Khan Younis Refugee Camp, July 27 – Hundreds of Hamas personnel and civilian workers in the underground system crisscrossing this militant stronghold were forced above ground today when a team of laborers was misdirected and dug a passage into the Mediterranean, allowing hundreds of thousands of cubic meters of water into the system.
Evacuation of the tunnels in the camp began in earnest sometime after midday Wednesday when, according to witnesses, fighters, workers, and child laborers scurried out of the passages via shafts in homes, mosques, schools, and public health facilities. No deaths or injuries were reported in the incident, but use of the subterranean passages in the vicinity has been made impossible for the foreseeable future.

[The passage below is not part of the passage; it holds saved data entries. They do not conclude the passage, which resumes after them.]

//! Equal-share minutes estimator.
//!
//! Splits the outfield player-minutes (`C × duration`) evenly across the
//! outfield players. A goalkeeper, when attending, is assumed to play
//! the whole match and is excluded from the split.

use tracing::trace;

use crate::models::{AttendanceRoster, EqualShareEstimate, MatchConfig};

/// Stateless equal-share estimator for a fixed match format.
///
/// # Example
///
/// ```
/// use u_rotation::models::{AttendanceRoster, MatchConfig};
/// use u_rotation::scheduler::EqualShareEstimator;
///
/// let estimator = EqualShareEstimator::new(MatchConfig::nine_a_side());
/// let roster = AttendanceRoster::new(["A", "B", "C", "GK"]).with_goalkeeper("GK");
/// let est = estimator.estimate(&roster);
/// assert!(est.has_goalkeeper);
/// assert_eq!(est.outfield_count, 3);
/// assert_eq!(est.outfield_minutes, 160);
/// ```
#[derive(Debug, Clone, Copy, Default)]
pub struct EqualShareEstimator {
    config: MatchConfig,
}

impl EqualShareEstimator {
    /// Creates an estimator.
    pub fn new(config: MatchConfig) -> Self {
        Self { config }
    }

    /// The match format this estimator uses.
    pub fn config(&self) -> &MatchConfig {
        &self.config
    }

    /// Estimates minutes per player for `roster`.
    pub fn estimate(&self, roster: &AttendanceRoster) -> EqualShareEstimate {
        estimate(roster, &self.config)
    }
}

/// Estimates equal-share minutes for `roster` under `config`.
///
/// An empty roster still reports the full match for the goalkeeper
/// figure, with `has_goalkeeper = false`.
pub fn estimate(roster: &AttendanceRoster, config: &MatchConfig) -> EqualShareEstimate {
    if roster.is_empty() {
        return EqualShareEstimate {
            goalkeeper_minutes: config.duration_minutes,
            outfield_minutes: 0,
            outfield_count: 0,
            has_goalkeeper: false,
        };
    }

    let has_goalkeeper = roster.has_goalkeeper();
    let outfield_count = roster.outfield_count();
    let outfield_minutes = rounded_share(config.outfield_slot_minutes(), outfield_count);

    trace!(outfield_count, has_goalkeeper, outfield_minutes, "equal-share estimate");

    EqualShareEstimate {
        goalkeeper_minutes: config.duration_minutes,
        outfield_minutes,
        outfield_count,
        has_goalkeeper,
    }
}

/// `round(total / count)` with halves rounded up; 0 when `count` is 0.
fn rounded_share(total: u64, count: usize) -> u32 {
    if count == 0 {
        return 0;
    }
    let count = count as u64;
    let share = total.saturating_mul(2).saturating_add(count) / count.saturating_mul(2);
    // Saturates at u32::MAX
    u32::try_from(share).unwrap_or_else(|_| {
        trace!(share, "outfield share exceeds u32 minutes, clamping");
        u32::MAX
    })
}
#[cfg(test)]
mod tests {
    use super::*;
    use rand::rngs::StdRng;
    use rand::seq::SliceRandom;
    use rand::SeedableRng;
    use std::collections::BTreeSet;

    fn cfg() -> MatchConfig {
        MatchConfig::nine_a_side()
    }

    fn players(n: usize) -> Vec<String> {
        (1..=n).map(|i| format!("P{i:02}")).collect()
    }

    fn letters(list: &str) -> Vec<String> {
        list.chars().map(|c| c.to_string()).collect()
    }

    /// Checks coverage, capacity, contiguity, and substitution counting.
    fn assert_well_formed(
        schedule: &RotationSchedule,
        roster: &AttendanceRoster,
        config: &MatchConfig,
    ) {
        let outfield = roster.outfield_players();
        let expected_on = outfield.len().min(config.outfield_capacity);

        let mut cursor = 0;
        for seg in &schedule.segments {
            assert_eq!(seg.start_minute, cursor);
            assert!(seg.end_minute >= seg.start_minute);
            cursor = seg.end_minute;

            assert_eq!(seg.on_players.len(), expected_on);
            let on: BTreeSet<_> = seg.on_players.iter().collect();
            let off: BTreeSet<_> = seg.off_players.iter().collect();
            assert!(on.is_disjoint(&off));

            let mut union: Vec<String> = seg
                .on_players
                .iter()
                .chain(&seg.off_players)
                .cloned()
                .collect();
            union.sort();
            assert_eq!(union, outfield);

            // Both sides keep the sorted order
            assert!(seg.on_players.windows(2).all(|w| w[0] <= w[1]));
            assert!(seg.off_players.windows(2).all(|w| w[0] <= w[1]));
        }
        assert_eq!(cursor, config.duration_minutes);

        let changes = schedule.changeovers();
        for c in &changes {
            assert_eq!(c.coming_on.len(), c.going_off.len());
        }
        let total: usize = changes.iter().map(|c| c.size()).sum();
        assert_eq!(total, schedule.total_substitutions);

        // Every outfield player gets some minutes
        for name in &outfield {
            assert!(schedule.minutes_for(name) > 0, "{name} never plays");
        }
    }

    #[test]
    fn test_empty_roster() {
        assert!(compute_schedule(&AttendanceRoster::default(), &cfg()).is_none());
        let gk_only = AttendanceRoster::new(Vec::<String>::new()).with_goalkeeper("GK");
        assert!(compute_schedule(&gk_only, &cfg()).is_none());
    }

    #[test]
    fn test_goalkeeper_only_roster() {
        let roster = AttendanceRoster::new(["GK"]).with_goalkeeper("GK");
        assert!(compute_schedule(&roster, &cfg()).is_none());
    }

    #[test]
    fn test_exactly_fits() {
        let roster = AttendanceRoster::new(letters("HGFEDCBA"));
        let s = compute_schedule(&roster, &cfg()).unwrap();
        assert_eq!(s.segment_count(), 1);
        assert_eq!(s.segments[0].start_minute, 0);
        assert_eq!(s.segments[0].end_minute, 60);
        assert_eq!(s.segments[0].on_players, letters("ABCDEFGH"));
        assert!(s.segments[0].off_players.is_empty());
        assert_eq!(s.total_substitutions, 0);
    }

    #[test]
    fn test_fewer_than_capacity() {
        let roster = AttendanceRoster::new(letters("CAB"));
        let s = compute_schedule(&roster, &cfg()).unwrap();
        assert_eq!(s.segment_count(), 1);
        assert_eq!(s.segments[0].on_players, letters("ABC"));
        assert_eq!(s.total_substitutions, 0);
    }

    #[test]
    fn test_goalkeeper_excluded() {
        let mut names = letters("ABCDEFGH");
        names.push("GK".into());
        let roster = AttendanceRoster::new(names).with_goalkeeper("GK");
        let s = compute_schedule(&roster, &cfg()).unwrap();
        assert_eq!(s.segment_count(), 1);
        assert_eq!(s.segments[0].on_players.len(), 8);
        assert!(!s.segments[0].is_on("GK"));
        assert!(!s.segments[0].off_players.contains(&"GK".to_string()));
    }

    #[test]
    fn test_goalkeeper_not_attending_rotates_everyone() {
        let roster = AttendanceRoster::new(letters("ABCDEFGHI")).with_goalkeeper("GK");
        let s = compute_schedule(&roster, &cfg()).unwrap();
        assert_eq!(s.segment_count(), 2);
        assert_well_formed(&s, &roster, &cfg());
    }

    #[test]
    fn test_two_segments_ten_players() {
        let roster = AttendanceRoster::new(letters("ABCDEFGHIJ"));
        let s = compute_schedule(&roster, &cfg()).unwrap();
        assert_eq!(s.segment_count(), 2);
        assert_eq!((s.segments[0].start_minute, s.segments[0].end_minute), (0, 30));
        assert_eq!((s.segments[1].start_minute, s.segments[1].end_minute), (30, 60));
        assert_eq!(s.segments[0].on_players, letters("ABCDEFGH"));
        assert_eq!(s.segments[1].on_players, letters("ABCDEFIJ"));
        assert_eq!(s.segments[0].off_players, letters("IJ"));
        assert_eq!(s.segments[1].off_players, letters("GH"));
        assert_eq!(s.total_substitutions, 2);

        let changes = s.changeovers();
        assert_eq!(changes.len(), 1);
        assert_eq!(changes[0].minute, 30);
        assert_eq!(changes[0].coming_on, letters("IJ"));
        assert_eq!(changes[0].going_off, letters("GH"));
    }

    #[test]
    fn test_two_segment_band_formula() {
        // stayers = 2C - N, substitutions = C - stayers
        let config = cfg();
        let c = config.outfield_capacity;
        for n in (c + 1)..=(2 * c) {
            let roster = AttendanceRoster::new(players(n));
            let s = compute_schedule(&roster, &config).unwrap();
            let outfield = roster.outfield_players();
            let stayers = 2 * c - n;

            assert_eq!(s.segment_count(), 2, "n = {n}");
            assert_eq!(s.segments[0].on_players, outfield[..c].to_vec());
            let mut second: Vec<String> = outfield[..stayers].to_vec();
            second.extend_from_slice(&outfield[c..]);
            assert_eq!(s.segments[1].on_players, second);
            assert_eq!(s.total_substitutions, c - stayers);
            assert_well_formed(&s, &roster, &config);
        }
    }

    #[test]
    fn test_three_segments_eighteen_players() {
        let roster = AttendanceRoster::new(players(18));
        let s = compute_schedule(&roster, &cfg()).unwrap();
        assert_eq!(s.segment_count(), 3);
        let ends: Vec<u32> = s.segments.iter().map(|seg| seg.end_minute).collect();
        assert_eq!(ends, vec![20, 40, 60]);
        for seg in &s.segments {
            assert_eq!(seg.on_players.len(), 8);
            assert_eq!(seg.off_players.len(), 10);
        }
        assert_eq!(s.total_substitutions, 16);

        // First 3C - N = 6 players return for the last segment
        let outfield = roster.outfield_players();
        let mut last: Vec<String> = outfield[..6].to_vec();
        last.extend_from_slice(&outfield[16..]);
        assert_eq!(s.segments[2].on_players, last);
        assert_well_formed(&s, &roster, &cfg());
    }

    #[test]
    fn test_three_segment_band() {
        let config = cfg();
        let c = config.outfield_capacity;
        for n in (2 * c + 1)..=(3 * c) {
            let roster = AttendanceRoster::new(players(n));
            let s = compute_schedule(&roster, &config).unwrap();
            assert_eq!(s.segment_count(), 3, "n = {n}");
            assert_eq!(s.total_substitutions, 2 * c, "n = {n}");
            assert_well_formed(&s, &roster, &config);
        }
    }

    #[test]
    fn test_full_three_segment_band_is_disjoint_blocks() {
        let roster = AttendanceRoster::new(players(24));
        let s = compute_schedule(&roster, &cfg()).unwrap();
        let outfield = roster.outfield_players();
        for (k, seg) in s.segments.iter().enumerate() {
            assert_eq!(seg.on_players, outfield[k * 8..k * 8 + 8].to_vec());
        }
        for name in &outfield {
            assert_eq!(s.minutes_for(name), 20);
        }
    }

    #[test]
    fn test_band_boundaries() {
        let config = cfg();
        let count = |n| {
            let roster = AttendanceRoster::new(players(n));
            compute_schedule(&roster, &config).map(|s| s.segment_count())
        };
        assert_eq!(count(8), Some(1));
        assert_eq!(count(9), Some(2));
        assert_eq!(count(16), Some(2));
        assert_eq!(count(17), Some(3));
        assert_eq!(count(24), Some(3));
        assert_eq!(count(25), None);
    }

    #[test]
    fn test_capacity_exceeded() {
        let roster = AttendanceRoster::new(players(25));
        assert!(compute_schedule(&roster, &cfg()).is_none());

        // With a goalkeeper, 25 attendees leave 24 outfield
        let mut names = players(24);
        names.push("GK".into());
        let with_gk = AttendanceRoster::new(names).with_goalkeeper("GK");
        assert!(compute_schedule(&with_gk, &cfg()).is_some());
    }

    #[test]
    fn test_zero_capacity() {
        let config = MatchConfig::new(60, 0);
        assert!(compute_schedule(&AttendanceRoster::new(["A"]), &config).is_none());
    }

    #[test]
    fn test_uneven_duration_tiles_match() {
        let config = MatchConfig::new(50, 8);
        let roster = AttendanceRoster::new(players(20));
        let s = compute_schedule(&roster, &config).unwrap();
        let bounds: Vec<(u32, u32)> = s
            .segments
            .iter()
            .map(|seg| (seg.start_minute, seg.end_minute))
            .collect();
        assert_eq!(bounds, vec![(0, 16), (16, 33), (33, 50)]);
        assert_well_formed(&s, &roster, &config);
    }

    #[test]
    fn test_other_formats() {
        // 7-a-side: 6 outfield, 50 minutes
        let config = MatchConfig::new(50, 6);
        for n in 1..=18 {
            let roster = AttendanceRoster::new(players(n));
            let s = compute_schedule(&roster, &config).unwrap();
            assert_well_formed(&s, &roster, &config);
        }
        assert!(compute_schedule(&AttendanceRoster::new(players(19)), &config).is_none());
    }

    #[test]
    fn test_deterministic_across_insertion_order() {
        let config = cfg();
        let mut rng = StdRng::seed_from_u64(7);
        for n in 1..=24 {
            let mut names = players(n);
            names.push("GK".into());
            let baseline = compute_schedule(
                &AttendanceRoster::new(names.clone()).with_goalkeeper("GK"),
                &config,
            );
            for _ in 0..5 {
                names.shuffle(&mut rng);
                let shuffled = AttendanceRoster::new(names.clone()).with_goalkeeper("GK");
                assert_eq!(compute_schedule(&shuffled, &config), baseline, "n = {n}");
            }
        }
    }

    #[test]
    fn test_duplicate_names_count_as_distinct_players() {
        let roster = AttendanceRoster::new(letters("ABCDEFXXXX"));
        let s = compute_schedule(&roster, &cfg()).unwrap();
        assert_eq!(s.segment_count(), 2);
        assert_eq!(s.segments[0].on_players, letters("ABCDEFXX"));
        assert_eq!(s.segments[1].on_players, letters("ABCDEFXX"));
        assert_eq!(s.segments[0].off_players, letters("XX"));
        // C - stayers = 8 - 6, even though the names on both sides match
        assert_eq!(s.total_substitutions, 2);
    }

    #[test]
    fn test_duplicate_names_three_segments() {
        let mut names = players(14);
        names.extend(["DUP".to_string(), "DUP".to_string(), "DUP".to_string()]);
        let s = compute_schedule(&AttendanceRoster::new(names), &cfg()).unwrap();
        assert_eq!(s.segment_count(), 3);
        assert_eq!(s.total_substitutions, 16);
    }

    #[test]
    fn test_huge_capacity_does_not_overflow() {
        let config: MatchConfig =
            serde_json::from_str(r#"{"outfield_capacity": 18446744073709551615}"#).unwrap();
        let s = compute_schedule(&AttendanceRoster::new(["A"]), &config).unwrap();
        assert_eq!(s.segment_count(), 1);
        assert_eq!(s.segments[0].on_players, letters("A"));
    }

    #[test]
    fn test_scheduler_uses_its_config() {
        let scheduler = RotationScheduler::new(MatchConfig::new(40, 4));
        assert_eq!(scheduler.config().outfield_capacity, 4);
        let s = scheduler.schedule(&AttendanceRoster::new(players(6))).unwrap();
        assert_eq!(s.segment_count(), 2);
        assert_eq!(s.segments[0].end_minute, 20);
        assert_eq!(s.total_substitutions, 2);
    }
}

Worshipers at the Saad Ali Mosque in the southwestern section of the camp were forced to interrupt midday prayers to allow several dozen men to flee through the building, from a hole in the ground behind a concealed partition next to a side wall. The men were followed by a harried group of boys holding shovels, pails, and picks, some of whose clothes were soaked from the thighs down.
A similar sight greeted summer camp attendees and staff at a UNRWA school who were about to sit down for lunch. Falestin Jaabari, 19, a counselor at the camp, told reporters there was a sudden stampede from a storage room next to the principal’s office.
“Somebody’s started yelling about a flood, but I couldn’t see anything, and nobody was sure what direction to go, or even to look,” she recalled. “A few minutes later the story came out, and we were able to help some of the diggers – the same age as many of the kids in the camp – dry off.”
Hamas officials declined to comment on the episode. “The Resistance has no comment on this matter,” said a spokesman with wet socks who declined to give his name. “Zionist disinformation is everywhere, and sowing panic is one of the enemy’s tools. Please pay no heed to rumors.”
Experts said it is too early to assess the impact of the flooding on Hamas’s fighting ability. “Not all the tunnels were below the waterline, so the entire system might not be flooded,” explained Israeli analyst Noah Mabul. “But the water still might compromise the integrity of non-flooded tunnels in the system. It will take a while for Hamas, not to mention IDF intelligence, to determine how usable the remaining elements of the system are.”
Mabul noted it was possible the IDF or Mossad might make use of specially trained and equipped marine animals to infiltrate the flooded passages.